Yesterday is history. Tomorrow is a mystery. Today is a gift.

Bobby Fischer, The World Chess Champ

Bobby Fischer playing 50 opponents simultaneously in 1964. He won 47 of the matches, drew 2 and lost 1
Bobby Fischer playing 50 opponents simultaneously in 1964. He won 47 of the matches, drew 2 and lost 1

September 1, 1972Bobby Fischer became the USA’s first and only world chess champion on this day when he defeated the title holder Boris Spassky of Soviet Russia.

Some chess experts say that Fischer was the greatest player ever. To this day, his games are studied, and he has been likened to a computer with no noticeable weaknesses. One Russian grandmaster considered him to be “an Achilles without an Achilles heel.”

While growing up in Brooklyn, New York, Fischer began playing the game at the age of six, taught by his older sister, Joan. He competed in his first tournament aged nine and was a regular in New York’s chess clubs by 11. At the age of 13 he took on 21 chess experts simultaneously and beat them all.

Also at the age of 13, he won against one of the best players in the United States, professor Donald Byrne, in a match that was coined "The Game of the Century."

Fischer dropped out of Erasmus High School at the age of 16 to concentrate on the game full time. His life was chess and anything else was a distraction to him. He was determined to become a world champion.

From 1957 to 1967, he won eight US championships and in the process earned the only perfect score in the history of the tournament – 11-0 – during the year of 1963-64.

Born in 1943, Fischer was raised by a single mother, Regina Fischer, who was Jewish, fluent in six languages and had a Ph.D. in medicine.

According to Los Angeles Times reporter Peter Nicholas, who, spent years researching Fischer's life, Regina told her children their father was a German biophysicist, Gerhardt Fischer. She divorced Gerhardt and he disappeared from their lives when Bobby was a toddler.

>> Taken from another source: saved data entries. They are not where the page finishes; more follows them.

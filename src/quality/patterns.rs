//! Design-pattern recognition by class shape.
//!
//! Each rule looks at one class at a time. A file is tagged with a pattern
//! when any of its classes satisfies that pattern's rule; rules are
//! independent, so several tags may apply to one file.

use std::collections::BTreeSet;

use lazy_static::lazy_static;
use regex::Regex;

use crate::model::{Class, DesignPattern, FileRecord, Function, TypeKind};

lazy_static! {
    static ref RETURN_CALL: Regex =
        Regex::new(r"\breturn\s+(?:new\s+)?([A-Za-z_$][\w$]*)\s*(?:<[^>]*>)?\s*\(").unwrap();
}

type Rule = fn(&Class, &[String]) -> bool;

/// Ordered rule table.
const RULES: &[(DesignPattern, Rule)] = &[
    (DesignPattern::Singleton, is_singleton),
    (DesignPattern::Factory, is_factory),
    (DesignPattern::Observer, is_observer),
    (DesignPattern::Strategy, is_strategy),
    (DesignPattern::Decorator, is_decorator),
];

/// Patterns matched by any class in `record`, in rule order. `lines` is
/// the file's source text split into lines.
pub fn detect_patterns(record: &FileRecord, lines: &[String]) -> Vec<DesignPattern> {
    let mut found = BTreeSet::new();
    for class in &record.classes {
        for (pattern, rule) in RULES {
            if rule(class, lines) {
                found.insert(*pattern);
            }
        }
    }
    found.into_iter().collect()
}

fn contains_ci(name: &str, needle: &str) -> bool {
    name.to_lowercase().contains(needle)
}

fn is_constructor(class: &Class, method: &Function) -> bool {
    matches!(method.name.as_str(), "__init__" | "constructor") || method.name == class.name
}

/// An `_instance`-like class attribute AND a private constructor.
fn is_singleton(class: &Class, _lines: &[String]) -> bool {
    let has_instance = class
        .class_variables
        .iter()
        .any(|v| v.name.trim_start_matches('_').eq_ignore_ascii_case("instance"));
    let private_ctor = class.methods.iter().any(|m| {
        is_constructor(class, m)
            && (m.has_modifier("private") || m.decorators.iter().any(|d| d == "private"))
    });
    has_instance && private_ctor
}

/// A create/factory method whose returns call more than one distinct target.
fn is_factory(class: &Class, lines: &[String]) -> bool {
    class.methods.iter().any(|m| {
        (contains_ci(&m.name, "create") || contains_ci(&m.name, "factory"))
            && return_targets(m, lines).len() > 1
    })
}

fn is_observer(class: &Class, _lines: &[String]) -> bool {
    class
        .class_variables
        .iter()
        .chain(class.instance_variables.iter())
        .any(|v| contains_ci(&v.name, "observer"))
        || class.methods.iter().any(|m| contains_ci(&m.name, "notify"))
}

/// An abstract base with a strategy- or algorithm-named method.
fn is_strategy(class: &Class, _lines: &[String]) -> bool {
    let is_abstract = class.kind == TypeKind::Interface
        || class.modifiers.iter().any(|m| m == "abstract")
        || class
            .bases
            .iter()
            .any(|b| b == "ABC" || contains_ci(b, "abstract"));
    is_abstract
        && class
            .methods
            .iter()
            .any(|m| contains_ci(&m.name, "strategy") || contains_ci(&m.name, "algorithm"))
}

fn is_decorator(class: &Class, _lines: &[String]) -> bool {
    contains_ci(&class.name, "decorator")
        || contains_ci(&class.name, "wrapper")
        || class
            .bases
            .iter()
            .any(|b| contains_ci(b, "component") || contains_ci(b, "interface"))
}

/// Distinct callees of the method's `return f(...)` statements.
fn return_targets(method: &Function, lines: &[String]) -> BTreeSet<String> {
    if let Some(ref behavior) = method.behavior {
        return behavior.exit_points.iter().cloned().collect();
    }
    let start = method.location.start_line.saturating_sub(1);
    let end = method.location.end_line.min(lines.len());
    lines
        .get(start..end)
        .unwrap_or(&[])
        .iter()
        .flat_map(|line| RETURN_CALL.captures_iter(line))
        .map(|caps| caps[1].to_string())
        .collect()
}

However, FBI documents unearthed by reporter Nicholas, suggest Bobby Fischer's real father was Paul Felix Nemenyi, a Hungarian physicist. Regina became pregnant with Bobby when Gerhardt was out of the country, and Regina was studying in Colorado at the same time Nemenyi was teaching there. The mystery persists.

The Soviet Union had dominated the Chess World Championship since 1948 and saw its unbroken record as proof of its intellectual superiority over the West. Then in 1972, Russian world champion Boris Spassky faced Bobby Fischer in a match publicised as a Cold War confrontation. It attracted more worldwide interest than any chess championship before or since and in cities across America shoppers stopped to gaze at screens in big stores as the game was televised.

Fischer did not even bother to show up for the second game in the championship series but he went on to win in a contest that some experts described as “electrifying.” Spassky himself gave Fischer a standing ovation.

German chess grandmaster Karsten Müller wrote: “Fischer, who had taken the highest crown almost single-handedly from the mighty almost invincible Soviet chess empire, shook the whole world, not only the chess world, to its core.”

No one knows why but Fischer then stopped playing competitive chess and dropped off the scene for the next 20 years except for an unofficial rematch against Spassky in 1992. Fischer won.

The rematch was held in Yugoslavia and Fischer never returned to the US, living in a number of countries, including Hungary, Japan and the Philippines. He made headlines in his later years, not for chess but for making bizarre and anti-Semitic outbursts, including denying the Holocaust and praising the terror attacks of September 11.

While in Iceland, Fischer, the most famous and controversial chess player of all time, died on January 17, 2008 at the age of 64 – the same number of squares as on a chessboard.